Non-identifiability makes this easier: there are many graphs that can soak up a given residual shape while preserving fit to f-statistics (Maier et al. 2023).

Mechanism II: Cognition selection accelerates purging of Neanderthal segments, creating “basal-like” Neanderthal statistics#

In this world, West Eurasian (especially Near Eastern) lineages experience stronger selection on a broad set of loci relevant to cognition and social functioning. Because Neanderthal segments are enriched for weakly deleterious alleles and are depleted around functional regions in present-day humans, selection tends to remove Neanderthal ancestry near genes and regulatory architecture (Juric et al. 2016; Harris & Nielsen 2016; Sankararaman et al. 2014).

So the Near Eastern lineages can end up with:

  • lower genome-wide Neanderthal affinity,
  • a different distribution of archaic tracts across functional vs neutral regions,
  • and altered allele-sharing with other Eurasians that graph-fitting explains as “dilution by BE.”

This generates the BE’s signature negative correlation with Neanderthal statistics without requiring a Neanderthal-free ghost lineage.

Caveat (steelman acknowledges it): some work argues selection + demography alone cannot explain all differences in Neanderthal ancestry between East Asians and Europeans (Kim & Lohmueller 2015). The heresy response is: “fine—then selection is not the only factor; it just needs to be strong and structured enough to counterfeit the residual shape that BE absorbs.”

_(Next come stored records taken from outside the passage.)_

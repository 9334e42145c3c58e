//! In-process job scheduler: a FIFO queue drained under a concurrency cap and
//! a rolling-window rate limit, with per-job timeouts.

mod executor;
mod job;
mod rate;
mod registry;
mod store;

pub use executor::{Scheduler, SchedulerConfig, SchedulerStats};
pub use job::{ASSET_SUMMARY, Job, JobPayload, JobStatus};
pub use rate::RateLimiter;
pub use registry::{FnHandler, HandlerRegistry, JobHandler, handler_fn};
pub use store::{JobCounts, JobStore, RetentionPolicy};
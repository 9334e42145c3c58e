//! Where finished summaries go.
//!
//! The workflow only needs create-or-replace semantics keyed by asset id, so
//! the seam is a single `upsert` call.

use std::collections::HashMap;
use std::future::Future;
use std::path::{Path, PathBuf};
use std::sync::{Arc, Mutex};

use tracing::debug;

use crate::error::StoreError;
use crate::summary::{AssetType, Summary};

pub trait SummaryStore: Send + Sync {
    /// Create or replace the summary for `summary.id`.
    fn upsert(
        &self,
        asset_type: AssetType,
        summary: &Summary,
    ) -> impl Future<Output = Result<(), StoreError>> + Send;
}

impl<T: SummaryStore> SummaryStore for Arc<T> {
    fn upsert(
        &self,
        asset_type: AssetType,
        summary: &Summary,
    ) -> impl Future<Output = Result<(), StoreError>> + Send {
        (**self).upsert(asset_type, summary)
    }
}

/// Keeps summaries in memory. Used by tests and dry runs.
#[derive(Debug, Default)]
pub struct InMemorySummaryStore {
    summaries: Mutex<HashMap<(AssetType, String), Summary>>,
}

impl InMemorySummaryStore {
    pub fn new() -> Self {
        Self::default()
    }

    pub fn get(&self, asset_type: AssetType, asset_id: &str) -> Option<Summary> {
        let summaries = self.summaries.lock().unwrap_or_else(|e| e.into_inner());
        summaries.get(&(asset_type, asset_id.to_string())).cloned()
    }

    pub fn len(&self) -> usize {
        self.summaries.lock().unwrap_or_else(|e| e.into_inner()).len()
    }

    pub fn is_empty(&self) -> bool {
        self.len() == 0
    }
}

impl SummaryStore for InMemorySummaryStore {
    async fn upsert(&self, asset_type: AssetType, summary: &Summary) -> Result<(), StoreError> {
        let mut summaries = self.summaries.lock().unwrap_or_else(|e| e.into_inner());
        summaries.insert((asset_type, summary.id.clone()), summary.clone());
        Ok(())
    }
}

/// Writes one pretty-printed JSON file per asset under
/// `<root>/<asset_type>/<asset_id>.json`.
#[derive(Debug, Clone)]
pub struct JsonFileSummaryStore {
    root: PathBuf,
}

impl JsonFileSummaryStore {
    pub fn new(root: impl Into<PathBuf>) -> Self {
        Self { root: root.into() }
    }

    pub fn root(&self) -> &Path {
        &self.root
    }

    pub fn path_for(&self, asset_type: AssetType, asset_id: &str) -> PathBuf {
        self.root
            .join(asset_type.as_str())
            .join(format!("{}.json", file_stem(asset_id)))
    }
}

impl SummaryStore for JsonFileSummaryStore {
    async fn upsert(&self, asset_type: AssetType, summary: &Summary) -> Result<(), StoreError> {
        let path = self.path_for(asset_type, &summary.id);
        if let Some(dir) = path.parent() {
            tokio::fs::create_dir_all(dir).await?;
        }
        let body = serde_json::to_vec_pretty(summary)?;

        // Write then rename so readers never see a half-written file.
        let tmp = path.with_extension("json.tmp");
        tokio::fs::write(&tmp, &body).await?;
        tokio::fs::rename(&tmp, &path).await?;

        debug!(path = %path.display(), "summary written");
        Ok(())
    }
}

/// Asset ids are hostnames or IPs; keep them readable but filesystem-safe.
fn file_stem(asset_id: &str) -> String {
    let stem: String = asset_id
        .chars()
        .map(|c| {
            if c.is_ascii_alphanumeric() || matches!(c, '.' | '-' | '_') {
                c
            } else {
                '_'
            }
        })
        .collect();
    if stem.is_empty() || stem.chars().all(|c| c == '.') {
        format!("_{stem}")
    } else {
        stem
    }
}
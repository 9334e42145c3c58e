//! Tipos de erro para o cliente do backend de raciocínio (API Anthropic).
//!
//! No fluxo de resumo estes erros nunca derrubam o job: viram feedback de
//! validação e consomem uma tentativa.

use thiserror::Error;

/// Erros que podem ocorrer ao interagir com a API da Anthropic.
#[derive(Debug, Error)]
pub enum AnthropicError {
    /// O servidor retornou HTTP 429.
    /// `retry_after_ms` indica quantos milissegundos esperar antes de retentar.
    #[error("rate limited, retry after {retry_after_ms}ms")]
    RateLimited { retry_after_ms: u64 },

    /// Qualquer outro erro HTTP (4xx/5xx), com o corpo da resposta.
    #[error("API error (status {status}): {message}")]
    ApiError { status: u16, message: String },

    /// Falha de rede subjacente (DNS, conexão recusada, timeout).
    #[error("network error: {0}")]
    NetworkError(#[from] reqwest::Error),
}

Mechanism III: “Basal” can also be produced by back-to-Africa / early dispersal dynamics, and selection misallocates credit#

There is evidence that apparent Neanderthal signals in Africa can be explained by back-migration and/or gene flow into Neanderthals from early modern humans out of Africa (Chen et al. 2020). This matters because BE-like “African-related” components and Neanderthal-sharing patterns can be generated by multiple interacting processes.

Steelman position: in a selection-heavy world, a graph may allocate explanatory weight to a “Basal Eurasian” edge because it’s the simplest knob available, even if the true generative story is “(some) African gene flow + time-varying Neanderthal purging + structured polygenic selection”.


Why the “cognition selection → ghost BE” story is not just wordplay#

The serious content is that it predicts specific, falsifiable distortions in the BE signal.

Prediction 1: BE should be stronger in selection-sensitive partitions#

If BE is an ancestry component, it should appear broadly across the genome (modulo drift noise). If it is a selection artifact, it should be stronger in regions where linked selection is stronger:

  • low recombination,
  • near genes,
  • conserved / regulatory-dense regions.

This is a direct extension of the known fact that linked selection changes neutral diversity patterns and can mislead demographic inference when unmodeled (Schrider et al. 2016).

Prediction 2: BE should change through time in the Near East in a selection-like way#

An ancestry component introduced by an ancient mixture event should behave (approximately) like a stable proportion, drifting slowly unless there is later mixture.

A selection artifact should behave more like:

  • a ramp through the Holocene,
  • possibly with pulses aligned to major social/ecological transitions,
  • and with stronger effects in populations experiencing intensified cultural stratification and rapid niche differentiation.

This is testable because Near Eastern ancient DNA is time-stratified in exactly the window where the hypothesis claims selection intensifies (Lazaridis et al. 2016).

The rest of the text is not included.